Près de l'entrée, une maison a été aménagée en "infirmerie prison". Une salle d'opération, cinq belles chambres indépendantes, mais closes, avec deux grands lits confortables par chambre. Un beau lavabo avec miroir et une petite douche complètent chaque mini appartement cellule. Des petits objets de décoration sont disséminés pour rendre les lieux plus chaleureux, agrémentés de quelques livres et d'une télévision. Des chambres d'hôtel, avec de belles et grandes fenêtres pourvues de barreaux solides, et une porte d'entrée blindée sont installées. On voit la lumière extérieure, mais on ne peut pas sortir ou y entrer. Pour accueillir de futurs malades et vérifier s'ils sont contaminés sans les laisser s'échapper et nous mettre en danger. Des caméras pour surveiller les chambres. Aucune communication entre elles sauf au travers d'un micro et des haut-parleurs. Un sas de sécurité pour entrer ou sortir de chacune. Des portes d'entrée verrouillables par l'intérieur ou l'extérieur selon d'où vient le risque.

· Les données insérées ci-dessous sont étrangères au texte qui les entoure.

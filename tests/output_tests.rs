//! Tests for report writers (text, CSV, JSON)

use chatpulse::analyzer::{Analysis, ChatAnalyzer};
use chatpulse::core::output::{to_csv, to_json, to_text, write_csv, write_json, write_text};
use chatpulse::core::{DateRange, Encoding, Transcript};
use chatpulse::format::{ReportFormat, render_report, write_report};
use std::fs;
use tempfile::tempdir;

fn sample_analysis() -> Analysis {
    // 06/03/23 is a Monday
    let transcript = Transcript::new(
        "\
06/03/23, 09:00 - Alice: one
06/03/23, 09:30 - Bob: two
continued
07/03/23, 21:15 - Alice: three
08/03/23, 09:45 - Bob: four
",
        Encoding::Utf8,
    );
    let range = DateRange::parse("06/03/23", "12/03/23").unwrap();
    ChatAnalyzer::new()
        .analyze_transcript(&transcript, &range)
        .unwrap()
}

// ============================================================================
// Text Writer Tests
// ============================================================================

mod text_writer_tests {
    use super::*;

    #[test]
    fn test_titles_carry_the_range() {
        let text = to_text(&sample_analysis());
        assert!(text.contains("Messages by hour of day (06/03/23 to 12/03/23)"));
        assert!(text.contains("Messages by weekday (06/03/23 to 12/03/23)"));
    }

    #[test]
    fn test_every_bucket_is_drawn() {
        let text = to_text(&sample_analysis());
        // 2 titles + 24 hours + 7 days + 1 blank separator
        assert_eq!(text.lines().count(), 34);
        assert!(text.lines().any(|l| l.starts_with("00 |")));
        assert!(text.lines().any(|l| l.starts_with("23 |")));
        assert!(text.lines().any(|l| l.starts_with("Sunday    |")));
    }

    #[test]
    fn test_busiest_bucket_gets_full_bar() {
        let text = to_text(&sample_analysis());
        let nine = text.lines().find(|l| l.starts_with("09 |")).unwrap();
        assert_eq!(nine.matches('█').count(), 40);
        assert!(nine.ends_with(" 3"));

        let nine_pm = text.lines().find(|l| l.starts_with("21 |")).unwrap();
        assert_eq!(nine_pm.matches('█').count(), 14);

        let empty = text.lines().find(|l| l.starts_with("05 |")).unwrap();
        assert_eq!(empty.matches('█').count(), 0);
        assert!(empty.ends_with(" 0"));
    }

    #[test]
    fn test_write_text() {
        let dir = tempdir().unwrap();
        let path = dir.path().join("report.txt");
        let analysis = sample_analysis();
        write_text(&analysis, path.to_str().unwrap()).unwrap();
        assert_eq!(fs::read_to_string(&path).unwrap(), to_text(&analysis));
    }
}

// ============================================================================
// CSV Writer Tests
// ============================================================================

mod csv_writer_tests {
    use super::*;

    #[test]
    fn test_csv_header_and_rows() {
        let csv = to_csv(&sample_analysis()).unwrap();
        let lines: Vec<&str> = csv.lines().collect();

        assert_eq!(lines[0], "Chart;Bucket;Label;Count");
        assert_eq!(lines.len(), 1 + 24 + 7);
        assert_eq!(lines[1], "hourly;0;00;0");
        assert_eq!(lines[10], "hourly;9;09;3");
        assert_eq!(lines[25], "weekday;0;Monday;2");
        assert_eq!(lines[31], "weekday;6;Sunday;0");
    }

    #[test]
    fn test_csv_is_readable_with_semicolon_delimiter() {
        let csv = to_csv(&sample_analysis()).unwrap();
        let mut reader = csv::ReaderBuilder::new()
            .delimiter(b';')
            .from_reader(csv.as_bytes());

        let total: u64 = reader
            .records()
            .map(|r| r.unwrap()[3].parse::<u64>().unwrap())
            .sum();
        // Each message is counted once per chart
        assert_eq!(total, 8);
    }

    #[test]
    fn test_write_csv() {
        let dir = tempdir().unwrap();
        let path = dir.path().join("report.csv");
        let analysis = sample_analysis();
        write_csv(&analysis, path.to_str().unwrap()).unwrap();
        assert_eq!(fs::read_to_string(&path).unwrap(), to_csv(&analysis).unwrap());
    }
}

// ============================================================================
// JSON Writer Tests
// ============================================================================

mod json_writer_tests {
    use super::*;

    #[test]
    fn test_json_shape() {
        let json = to_json(&sample_analysis()).unwrap();
        let value: serde_json::Value = serde_json::from_str(&json).unwrap();

        assert_eq!(value["start_date"], "06/03/23");
        assert_eq!(value["end_date"], "12/03/23");
        assert_eq!(value["encoding"], "UTF-8");
        assert_eq!(value["transcript_lines"], 5);
        assert_eq!(value["message_count"], 4);
        assert_eq!(value["hourly"].as_array().unwrap().len(), 24);
        assert_eq!(value["weekday"].as_array().unwrap().len(), 7);
        assert_eq!(value["hourly"][9]["count"], 3);
        assert_eq!(value["hourly"][9]["label"], "09");
        assert_eq!(value["weekday"][1]["label"], "Tuesday");
        assert_eq!(value["weekday"][1]["count"], 1);
    }

    #[test]
    fn test_write_json() {
        let dir = tempdir().unwrap();
        let path = dir.path().join("report.json");
        write_json(&sample_analysis(), path.to_str().unwrap()).unwrap();

        let value: serde_json::Value =
            serde_json::from_str(&fs::read_to_string(&path).unwrap()).unwrap();
        assert_eq!(value["message_count"], 4);
    }
}

// ============================================================================
// Format dispatch
// ============================================================================

#[test]
fn test_render_report_dispatches() {
    let analysis = sample_analysis();
    assert_eq!(render_report(&analysis, ReportFormat::Text).unwrap(), to_text(&analysis));
    assert_eq!(render_report(&analysis, ReportFormat::Csv).unwrap(), to_csv(&analysis).unwrap());
    assert_eq!(render_report(&analysis, ReportFormat::Json).unwrap(), to_json(&analysis).unwrap());
}

#[test]
fn test_write_report_from_detected_format() {
    let dir = tempdir().unwrap();
    let path = dir.path().join("activity.csv");
    let path = path.to_str().unwrap();

    let format = ReportFormat::from_path(path).unwrap();
    write_report(&sample_analysis(), path, format).unwrap();
    assert!(fs::read_to_string(path).unwrap().starts_with("Chart;Bucket;Label;Count\n"));
}

#[test]
fn test_write_to_missing_directory_fails() {
    let dir = tempdir().unwrap();
    let path = dir.path().join("missing").join("report.json");
    let err = write_report(&sample_analysis(), path.to_str().unwrap(), ReportFormat::Json).unwrap_err();
    assert!(err.is_io());
}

Un des anciens mas de ferme a été aménagé en grange améliorée. Trois camions-citernes d'essence sont rangés sagement à l'intérieur. Nous avons aussi plusieurs groupes électrogènes, d'autres véhicules et du matériel variés. Elle accueille dans sa partie droite les chevaux et leur nourriture. Deux autres sections communicantes ont été rajoutées pour entreposer les stocks et les véhicules. Chaque section peut être verrouillée et condamnée. Ainsi, si un mur tombe, on peut se réfugier dans les trois segments. Si l'écurie tombe, on peut évacuer les chevaux.

En plus d'Etoile et de Grognon, plusieurs chevaux rapides et quelques-uns de trait forment un troupeau équin disparate qui s'entend plutôt bien. Les montures légères nous servent à nous déplacer principalement et pour quelques petits travaux de force. Ceux de traits permettent le labourage à l'intérieur de l'enceinte, mais aussi quelques tâches nécessitant de la puissance dans un petit espace comme du débardage dans les bois. Parrain prévoit toujours le pire et envisage des solutions si les tracteurs tombent en panne ou à court d'essence. Nous avons la localisation de trois élevages équins dans les environs proches et plusieurs agriculteurs logent nos chevaux en échange de menus services.